Synchronization
The NaplesPU manycore supports a hardware synchronization mechanism based on barrier primitives. A barrier stalls all thread hitting it until all other threads reach the same synchronization point. The mechanism of Barrier Synchronization implemented in this system is based on the master-slave model, with master distributed all over the tiles instead of being centralized. We support more independent barriers in parallel execution on manycore in each time. For identifying the different barriers each is identified by an ID selected from the user at the software level. Each Synchronization Core Master handles a range of Barrier in manycore in order to spread the control all over the architecture. The main idea behind our solution is to provide a distributed approach inspired by the directory-based system. Our architecture aims to eliminate central synchronization masters, resulting in a better message balancing across the network. Combining a distributed approach, hardware-level messages, and fine-grain control, the solution supports multiple barriers simultaneously from different core subsets.
Contents
Barrier Synchronization Protocol
The implemented barrier protocol is based on a message passing. We have three types of message:
- Account_Message: It notifies to Synchronization Core that the thread is arrived to point of synchronization. If this is the first message with the given barrier ID, the control logic initializes the structure and sets the counter to the number of thread involved in the synchronization. Subsequent account messages with the same ID will decrement the counter.
- Release_Message: When the counter hits zero, all threads are at the synchronization point. The control logic releases all threads sending a release message to each barrier core module at the core-level releasing the threads.
The size of message change with a number of Barrier Synchronization supported, as view in the Figure:
The size of each message is a flit (64 bits), and the field size of message change with the number of barriers supported. We have these fields in the messages:
- Type: It specifies the type of message: '00'(Setup_Message), '01'(Account_Message), '10'(Release_message). The size is 2 bits;
- Counter: It specifies the number of Hardware Threads that take part in the Barrier Synchronization. The size is on N bits, where N is log2 of the total number of Hardware Threads in the manycore;
- Barrier ID: It identifies the Barrier. The size is on M bits, where M is the log2 of the total number of Barrier supported by architecture; it is defined in the file (npu_synchronization_defines).
- Tile Source: It specifies the ID of Tile Source of Barrier. We use it for destination multicast of Release Message.

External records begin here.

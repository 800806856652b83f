//! ThermoBug: a flock of bugs chasing a movable heat source over rolling
//! ground, bred by a genetic algorithm that favors the showiest of them.

pub mod boid;
pub mod config;
pub mod field;
pub mod ga;
pub mod genome;
pub mod input;
pub mod life;
pub mod nutrient;
pub mod plugin;
pub mod render;
pub mod schedule;
pub mod simulation;
pub mod steering;
pub mod terrain;
pub mod trail;

pub use config::{ConfigError, GaConfig, SimConfig};
pub use ga::GeneticAlgorithm;
pub use genome::{Genome, GenomeError, Phenotype};
pub use life::LifeState;
pub use plugin::{SimulationPlugin, SimulationState};
pub use simulation::{SimError, SimSummary, Simulation};
pub use terrain::{FlatTerrain, RollingTerrain, TerrainSampler};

The size is T and it is log2 of a total number of tiles in the manycore.
Example of Barrier
Assume we have a manycore with 16 tiles: 14 processing tiles, one tile for the host interface, and one tile connected to the memory controller. The programmer executes a parallel kernel that involves the 14 processor tiles. As a first step, a core sends a Setup message to the chosen synchronization master, containing a counter value set to 14 and the unique barrier ID. The synchronization master is chosen by a simple module operation on ID: T = ID mod TileNumber. The Synchronization Core, located in tile T, receives those values and initializes a counter, that will be assigned to this specific barrier from this moment onward. The most significant bits of the barrier ID locate the tile that manages that ID, as in a distributed directory approach. On the core side, when a thread hits the synchronization point, the Barrier Core in its tile sends an Account message to the master in tile T and freezes the thread. As soon as the master receives this type of message, it decrements the respective counter. When the counter reaches 0, all the involved cores have hit the synchronization point, and the master sends to each of them a Release message by multicast. When receiving the Release message, the Barrier Core releases the thread and resumes the execution flow.

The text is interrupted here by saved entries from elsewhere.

use crate::config::*;
use bevy::log::debug;
use bevy::math::Vec2;

/// Heat density and gradient at one point of the ground plane
#[derive(Debug, Clone, Copy, Default, PartialEq)]
pub struct FieldSample {
    /// Total density from the sun and all emitters
    pub rho: f32,
    pub grad: Vec2,
    /// Density contributed by the sun alone
    pub rho_sun: f32,
    pub grad_sun: Vec2,
}

/// The persistent heat source following the pointer
#[derive(Debug, Clone, PartialEq)]
pub struct Sun {
    /// Ground-plane position (`y` holds world Z)
    pub position: Vec2,
    pub base_intensity: f32,
    pub spread: f32,
    /// Decaying extra intensity added by clicks
    pub heat_pulse: f32,
}

impl Default for Sun {
    fn default() -> Self {
        Self {
            position: Vec2::ZERO,
            base_intensity: SUN_BASE_INTENSITY,
            spread: SUN_SPREAD,
            heat_pulse: 0.0,
        }
    }
}

impl Sun {
    pub fn intensity(&self) -> f32 {
        self.base_intensity + self.heat_pulse
    }
}

/// Options for a transient heat source
#[derive(Debug, Clone, Copy, PartialEq)]
pub struct EmitterOptions {
    pub intensity: f32,
    pub spread: f32,
    pub decay_rate: f32,
}

impl Default for EmitterOptions {
    fn default() -> Self {
        Self {
            intensity: EMITTER_INTENSITY,
            spread: EMITTER_SPREAD,
            decay_rate: EMITTER_DECAY,
        }
    }
}

/// A transient source that fades while it diffuses outward
#[derive(Debug, Clone, PartialEq)]
pub struct Emitter {
    pub position: Vec2,
    pub initial_intensity: f32,
    pub initial_spread: f32,
    /// Simulated time the emitter was added
    pub birth: f64,
    pub decay_rate: f32,
}

impl Emitter {
    fn age(&self, now: f64) -> f32 {
        (now - self.birth).max(0.0) as f32
    }

    /// `I0 · exp(-decay · age)`
    pub fn intensity_at(&self, now: f64) -> f32 {
        self.initial_intensity * (-self.decay_rate * self.age(now)).exp()
    }

    /// `σ0² + 2·D·age`
    pub fn variance_at(&self, now: f64, diffusion: f32) -> f32 {
        self.initial_spread * self.initial_spread + 2.0 * diffusion * self.age(now)
    }
}

/// Gaussian `I · exp(-r²/2σ²)` at `offset` from its center and its gradient
fn gaussian(intensity: f32, variance: f32, offset: Vec2) -> (f32, Vec2) {
    let variance = variance.max(1e-4);
    let value = intensity * (-offset.length_squared() / (2.0 * variance)).exp();
    (value, -offset * (value / variance))
}

/// Scalar heat field over the ground plane: one sun plus transient emitters
#[derive(Debug, Clone, PartialEq)]
pub struct ThermalField {
    pub sun: Sun,
    pub diffusion: f32,
    pub epsilon: f32,
    emitters: Vec<Emitter>,
}

impl Default for ThermalField {
    fn default() -> Self {
        Self {
            sun: Sun::default(),
            diffusion: DIFFUSION,
            epsilon: EMITTER_EPSILON,
            emitters: Vec::new(),
        }
    }
}

impl ThermalField {
    pub fn new() -> Self {
        Self::default()
    }

    pub fn emitters(&self) -> &[Emitter] {
        &self.emitters
    }

    pub fn set_sun_position(&mut self, x: f32, z: f32) {
        self.sun.position = Vec2::new(x, z);
    }

    pub fn add_emitter(&mut self, x: f32, z: f32, now: f64, options: EmitterOptions) {
        self.emitters.push(Emitter {
            position: Vec2::new(x, z),
            initial_intensity: options.intensity,
            initial_spread: options.spread,
            birth: now,
            decay_rate: options.decay_rate,
        });
    }

    pub fn add_heat_pulse(&mut self, amount: f32) {
        self.sun.heat_pulse += amount;
    }

    /// Sample density and gradient at `(x, z)`. Pure: expired emitters are
    /// skipped here and only removed by [`ThermalField::step`].
    pub fn sample(&self, x: f32, z: f32, now: f64) -> FieldSample {
        let point = Vec2::new(x, z);

        let (rho_sun, grad_sun) = gaussian(
            self.sun.intensity(),
            self.sun.spread * self.sun.spread,
            point - self.sun.position,
        );

        let mut sample = FieldSample {
            rho: rho_sun,
            grad: grad_sun,
            rho_sun,
            grad_sun,
        };

        for emitter in &self.emitters {
            let intensity = emitter.intensity_at(now);
            if intensity < self.epsilon {
                continue;
            }
            let (rho, grad) = gaussian(
                intensity,
                emitter.variance_at(now, self.diffusion),
                point - emitter.position,
            );
            sample.rho += rho;
            sample.grad += grad;
        }

        sample
    }

    /// Drop emitters that have faded below epsilon; returns how many went
    pub fn prune(&mut self, now: f64) -> usize {
        let before = self.emitters.len();
        let epsilon = self.epsilon;
        self.emitters.retain(|e| e.intensity_at(now) >= epsilon);
        before - self.emitters.len()
    }

    /// Once-per-tick maintenance: prune emitters and decay the heat pulse
    pub fn step(&mut self, now: f64, dt: f32) {
        let pruned = self.prune(now);
        if pruned > 0 {
            debug!("pruned {pruned} faded heat emitters");
        }
        self.sun.heat_pulse *= HEAT_PULSE_DECAY.powf(dt / REFERENCE_DT);
    }

    /// Radius of the heat ring drawn around the sun; grows with the pulse
    pub fn visual_radius(&self) -> f32 {
        let pulse = self.sun.heat_pulse.clamp(0.0, 3.0);
        HEAT_RING_RADIUS * (0.78 + 0.22 * pulse)
    }
}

Example of Concurrent Barriers
In this example (please refer to the Figure below) assume we have a manycore with 8 NPU tiles, with two different groups of thread and one barrier synchronization request for each group. In group 1 is composed of threads between tile 0 to tile 3, and in group 2 the other tiles. Group 1 has a synchronization barrier with ID 26, whereas group 2 has a barrier with ID 43. The Barrier ID 26 and 43 are handled respectively by Synchronization Core in tile 3 and 5.

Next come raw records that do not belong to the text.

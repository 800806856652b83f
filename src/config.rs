/// Configuration constants and validated settings for the ThermoBug simulation
use std::f32::consts::FRAC_PI_4;
use thiserror::Error;

// ============================================================================
// GENETIC ALGORITHM
// ============================================================================

/// Number of genome slots (and agents) in the population
pub const POPULATION_SIZE: usize = 40;

/// Fraction of the population kept unchanged every generation
pub const SURVIVAL_RATE: f32 = 0.4;

/// Per-gene probability that a gene is mutated
pub const MUTATION_RATE: f32 = 0.15;

/// Probability that a child is bred by crossover instead of cloning a parent
pub const CROSSOVER_RATE: f32 = 0.9;

/// Number of random draws in a tournament selection
pub const TOURNAMENT_SIZE: usize = 3;

/// Generations over which selection pressure ramps toward the survivor pattern
pub const PATTERN_PRESSURE_GENERATIONS: f32 = 20.0;

/// Seed used when none is supplied
pub const DEFAULT_SEED: u64 = 0x7468_6572_6d6f;

// ============================================================================
// GENERATION TIMING
// ============================================================================

/// Seconds between automatic generation transitions
pub const GENERATION_PERIOD: f32 = 10.0;

/// Seconds a doomed agent takes to fade out
pub const DEATH_ANIM_DURATION: f32 = 2.0;

/// Extra seconds survivors are shown alone before replacement
pub const SURVIVORS_WINDOW: f32 = 1.0;

/// Seconds a newborn agent takes to fade in
pub const NEWBORN_ANIM_DURATION: f32 = 1.0;

/// Speed at which a dying agent sinks into the ground (units per second at full fade)
pub const DEATH_SINK_SPEED: f32 = 0.15;

/// Frame time the per-tick decay factors were tuned against
pub const REFERENCE_DT: f32 = 1.0 / 60.0;

/// Largest frame time fed into the integrator
pub const MAX_FRAME_DT: f32 = 0.05;

// ============================================================================
// FLOCKING
// ============================================================================

pub const NEIGHBOR_RADIUS: f32 = 4.0;
pub const SEPARATION_RADIUS: f32 = 2.0;
pub const SEPARATION_WEIGHT: f32 = 1.7;
pub const ALIGNMENT_WEIGHT: f32 = 0.36;
pub const COHESION_WEIGHT: f32 = 0.24;

// ============================================================================
// KINEMATICS
// ============================================================================

pub const MAX_SPEED: f32 = 4.2;
pub const STEER_MAX: f32 = 8.0;
pub const DAMPING: f32 = 0.88;

/// Allowed range for the genome-driven speed multiplier
pub const SPEED_FACTOR_MIN: f32 = 0.5;
pub const SPEED_FACTOR_MAX: f32 = 1.8;

/// Turn rate of the critically damped yaw model
pub const YAW_TURN_RATE: f32 = 8.0;

/// Speed under which yaw keeps its last heading
pub const YAW_MIN_SPEED: f32 = 1e-3;

// ============================================================================
// HEAT SEEKING
// ============================================================================

/// Constant gain of the direct bearing-to-sun force
pub const SEEK_GAIN: f32 = 6.2;

/// Gain of the sun gradient pull
pub const SUN_PULL: f32 = 6.0;

/// Distance to the sun where the far boost starts / saturates
pub const FAR_BOOST_INNER: f32 = 4.0;
pub const FAR_BOOST_OUTER: f32 = 14.0;

/// Gain of the gradient flee when overheated
pub const REPEL_GAIN: f32 = 3.8;

/// Local sun density over which an agent counts as overheated
pub const OVERHEAT_TEMP: f32 = 0.9;

/// Heat pulse over which overheating is possible at all
pub const OVERHEAT_PULSE: f32 = 0.6;

/// Steering magnitude below which the fallback sun bias kicks in
pub const FALLBACK_THRESHOLD: f32 = 0.18;
pub const FALLBACK_GAIN: f32 = 0.45;

// ============================================================================
// PANIC
// ============================================================================

/// Seconds after a click during which agents near the heat ring flee
pub const PANIC_WINDOW: f32 = 0.9;
pub const PANIC_RADIUS_MUL: f32 = 1.15;
pub const PANIC_PUSH: f32 = 14.0;

// ============================================================================
// WANDER
// ============================================================================

pub const WANDER_AMPLITUDE: f32 = 0.3;
pub const WANDER_RATE: f32 = 0.8;

// ============================================================================
// NUTRIENTS
// ============================================================================

pub const NUTRIENT_INNER_RADIUS: f32 = 1.0;
pub const NUTRIENT_OUTER_RADIUS: f32 = 6.0;
pub const NUTRIENT_WEIGHT: f32 = 0.7;

/// Food patches scattered by the interactive app
pub const NUTRIENT_PATCH_COUNT: usize = 18;
pub const NUTRIENT_SCATTER_RADIUS: f32 = 40.0;

// ============================================================================
// THERMAL FIELD
// ============================================================================

pub const SUN_BASE_INTENSITY: f32 = 4.8;
pub const SUN_SPREAD: f32 = 12.0;

/// Diffusion coefficient widening emitter spread over time
pub const DIFFUSION: f32 = 0.8;

/// Emitters weaker than this are pruned
pub const EMITTER_EPSILON: f32 = 1e-3;

pub const EMITTER_INTENSITY: f32 = 6.0;
pub const EMITTER_SPREAD: f32 = 1.2;
pub const EMITTER_DECAY: f32 = 1.0;

/// Amount a click adds to the heat pulse
pub const HEAT_PULSE_INCREMENT: f32 = 0.9;

/// Heat pulse multiplier per reference tick
pub const HEAT_PULSE_DECAY: f32 = 0.98;

/// Base radius of the heat ring drawn around the sun
pub const HEAT_RING_RADIUS: f32 = 6.0;

// ============================================================================
// TRAIL GRID
// ============================================================================

/// Half side of the square region covered by the trail grid
pub const TRAIL_BOUND_RADIUS: f32 = 100.0;
pub const TRAIL_GRID_SIZE: usize = 128;
pub const TRAIL_DEPOSIT_AMOUNT: f32 = 3.0;

/// Trail multiplier per reference tick
pub const TRAIL_DECAY_RATE: f32 = 0.96;
pub const TRAIL_FOLLOW_WEIGHT: f32 = 1.5;
pub const SENSOR_DISTANCE: f32 = 12.0;
pub const SENSOR_ANGLE: f32 = FRAC_PI_4;

/// Sensor readings at or below this are ignored
pub const SENSOR_THRESHOLD: f32 = 0.001;

/// Trail value mapped to full visual strength
pub const TRAIL_VISUAL_MAX: f32 = 1.5;

/// Points kept in each agent's trail history
pub const TRAIL_MAX_POINTS: usize = 220;

// ============================================================================
// POSE
// ============================================================================

pub const FOOT_OFFSET: f32 = 0.06;
pub const SLOPE_ALIGN: f32 = 0.92;
pub const SLOPE_LIFT: f32 = 0.15;
pub const MAX_HOVER: f32 = 1.0;
pub const HOP_AMPLITUDE: f32 = 0.22;
pub const HOP_FREQ_BASE: f32 = 2.0;
pub const HOP_FREQ_FAR_BOOST: f32 = 1.8;

/// Height of the trail line above the ground
pub const TRAIL_LINE_LIFT: f32 = 0.1;

// ============================================================================
// GLOW
// ============================================================================

pub const GLOW_INNER: f32 = 1.2;
pub const GLOW_OUTER: f32 = 5.8;
pub const GLOW_TRAIL_BOOST: f32 = 0.7;

// ============================================================================
// ACTIVITY
// ============================================================================

/// Mean planar speed mapped to full activity
pub const ACTIVITY_SPEED_MAX: f32 = 2.2;

/// Activity reported at full speed
pub const ACTIVITY_SCALE: f32 = 5.0;

/// Fraction the smoothed activity closes toward the raw value per reference tick
pub const ACTIVITY_SMOOTHING: f32 = 0.055;

// ============================================================================
// SPAWN
// ============================================================================

/// Side length of the terrain agents are spawned on
pub const TERRAIN_SIZE: f32 = 200.0;
pub const SPAWN_RADIUS_MAX: f32 = 16.0;
pub const SPAWN_MAX_TRIES: usize = 240;

/// Errors raised by configuration validation
#[derive(Debug, Error, PartialEq)]
pub enum ConfigError {
    #[error("population size must be at least 1")]
    EmptyPopulation,
    #[error("{name} must be within [0, 1], got {value}")]
    RateOutOfRange { name: &'static str, value: f32 },
    #[error("{name} must be positive and finite, got {value}")]
    NonPositive { name: &'static str, value: f32 },
    #[error("trail grid resolution must be at least 1")]
    EmptyTrailGrid,
    #[error("locked pattern table has {actual} entries, population has {expected}")]
    PatternTableLength { expected: usize, actual: usize },
    #[error("locked pattern id {0} is outside 0..=4")]
    PatternIdOutOfRange(u8),
}

fn check_rate(name: &'static str, value: f32) -> Result<(), ConfigError> {
    if (0.0..=1.0).contains(&value) {
        Ok(())
    } else {
        Err(ConfigError::RateOutOfRange { name, value })
    }
}

fn check_positive(name: &'static str, value: f32) -> Result<(), ConfigError> {
    if value.is_finite() && value > 0.0 {
        Ok(())
    } else {
        Err(ConfigError::NonPositive { name, value })
    }
}

/// Settings of the genetic algorithm
#[derive(Debug, Clone, PartialEq)]
pub struct GaConfig {
    pub population_size: usize,
    pub survival_rate: f32,
    pub mutation_rate: f32,
    pub crossover_rate: f32,
    /// Pattern id pinned to each slot when `lock_pattern_slots` is set
    pub slot_pattern_ids: Option<Vec<u8>>,
    pub lock_pattern_slots: bool,
}

impl Default for GaConfig {
    fn default() -> Self {
        Self {
            population_size: POPULATION_SIZE,
            survival_rate: SURVIVAL_RATE,
            mutation_rate: MUTATION_RATE,
            crossover_rate: CROSSOVER_RATE,
            slot_pattern_ids: None,
            lock_pattern_slots: false,
        }
    }
}

impl GaConfig {
    pub fn validate(&self) -> Result<(), ConfigError> {
        if self.population_size == 0 {
            return Err(ConfigError::EmptyPopulation);
        }
        check_rate("survival rate", self.survival_rate)?;
        check_rate("mutation rate", self.mutation_rate)?;
        check_rate("crossover rate", self.crossover_rate)?;

        if let Some(ids) = &self.slot_pattern_ids {
            if self.lock_pattern_slots && ids.len() != self.population_size {
                return Err(ConfigError::PatternTableLength {
                    expected: self.population_size,
                    actual: ids.len(),
                });
            }
            if let Some(&bad) = ids.iter().find(|&&id| id > 4) {
                return Err(ConfigError::PatternIdOutOfRange(bad));
            }
        }
        Ok(())
    }

    /// Number of survivors kept each generation
    pub fn survivor_count(&self) -> usize {
        ((self.population_size as f32) * self.survival_rate).floor() as usize
    }
}

/// Settings of the simulation world and its timing
#[derive(Debug, Clone, PartialEq)]
pub struct SimConfig {
    /// Deterministic seed for agent spawning, wander phases and the GA
    pub seed: u64,
    pub ga: GaConfig,
    pub generation_period: f32,
    pub auto_run: bool,
    pub death_duration: f32,
    pub survivors_window: f32,
    pub newborn_duration: f32,
    pub terrain_size: f32,
    pub trail_bound_radius: f32,
    pub trail_grid_size: usize,
    pub trail_decay_rate: f32,
}

impl Default for SimConfig {
    fn default() -> Self {
        Self {
            seed: DEFAULT_SEED,
            ga: GaConfig::default(),
            generation_period: GENERATION_PERIOD,
            auto_run: true,
            death_duration: DEATH_ANIM_DURATION,
            survivors_window: SURVIVORS_WINDOW,
            newborn_duration: NEWBORN_ANIM_DURATION,
            terrain_size: TERRAIN_SIZE,
            trail_bound_radius: TRAIL_BOUND_RADIUS,
            trail_grid_size: TRAIL_GRID_SIZE,
            trail_decay_rate: TRAIL_DECAY_RATE,
        }
    }
}

impl SimConfig {
    pub fn validate(&self) -> Result<(), ConfigError> {
        self.ga.validate()?;
        check_positive("generation period", self.generation_period)?;
        check_positive("death duration", self.death_duration)?;
        check_positive("newborn duration", self.newborn_duration)?;
        check_positive("terrain size", self.terrain_size)?;
        check_positive("trail bound radius", self.trail_bound_radius)?;
        if self.survivors_window < 0.0 || !self.survivors_window.is_finite() {
            return Err(ConfigError::NonPositive {
                name: "survivors window",
                value: self.survivors_window,
            });
        }
        if self.trail_grid_size == 0 {
            return Err(ConfigError::EmptyTrailGrid);
        }
        if !(self.trail_decay_rate > 0.0 && self.trail_decay_rate <= 1.0) {
            return Err(ConfigError::RateOutOfRange {
                name: "trail decay rate",
                value: self.trail_decay_rate,
            });
        }
        Ok(())
    }

    /// Radius of the disc agents are spawned in
    pub fn spawn_radius(&self) -> f32 {
        SPAWN_RADIUS_MAX.min(self.terrain_size * 0.25)
    }

    /// Delay between evaluation and genome replacement
    pub fn transition_delay(&self) -> f32 {
        self.death_duration + self.survivors_window
    }
}

#[cfg(test)]
mod tests {
    use super::*;

    #[test]
    fn defaults_are_valid() {
        assert_eq!(SimConfig::default().validate(), Ok(()));
    }

    #[test]
    fn default_survivor_count_is_sixteen() {
        assert_eq!(GaConfig::default().survivor_count(), 16);
    }

    #[test]
    fn rejects_rates_outside_unit_interval() {
        let ga = GaConfig {
            mutation_rate: 1.5,
            ..GaConfig::default()
        };
        assert!(matches!(
            ga.validate(),
            Err(ConfigError::RateOutOfRange { name: "mutation rate", .. })
        ));
    }

    #[test]
    fn rejects_locked_table_with_wrong_length() {
        let ga = GaConfig {
            population_size: 4,
            slot_pattern_ids: Some(vec![0, 1]),
            lock_pattern_slots: true,
            ..GaConfig::default()
        };
        assert_eq!(
            ga.validate(),
            Err(ConfigError::PatternTableLength { expected: 4, actual: 2 })
        );
    }

    #[test]
    fn rejects_zero_trail_grid() {
        let config = SimConfig {
            trail_grid_size: 0,
            ..SimConfig::default()
        };
        assert_eq!(config.validate(), Err(ConfigError::EmptyTrailGrid));
    }
}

In the default configuration, each tile is equipped with an independent Synchronization Core. This allows concurrent barrier synchronization, spreading both the traffic network and the hardware overhead and speeding up synchronization in case of concurrent barriers ongoing from different thread groups.
Synchronization Core
The Synchronization Core is the key component of our solution. This module acts as the synchronization master, but unlike other hardware synchronization architectures, it is distributed among all tiles in the manycore. As explained above, the Boot Setup module selects a specific Synchronization Core based on the barrier ID set by the user. In this way, the architecture spreads the synchronization messages all over the manycore. By using this approach, the synchronization master is no longer a network congestion point. The Figure above shows a simplified view of the Synchronization Core. The module is made of three stages: the first stage selects and schedules the Setup and the Account requests. The selected request steps into the second stage, which strips the control information from the message. In the last stage, the stripped request is finally processed. If it is a Setup request, the counter is initialized with the number of involved threads. On the other hand, if the request is an Account message, the counter is decremented by 1. When the counter is 0, all the involved cores have hit the synchronization point, and the master sends a multicast Release message reaching all of them.
Barrier Core
The Barrier Core manages the synchronization on the core side. Each thread in a processing core can issue a barrier request through a specific barrier instruction introduced into the processor ISA. When a thread hits the synchronization point, the Barrier Core sends an Account message to the Synchronization Core, and stalls the requesting thread until a Release message from the master arrives.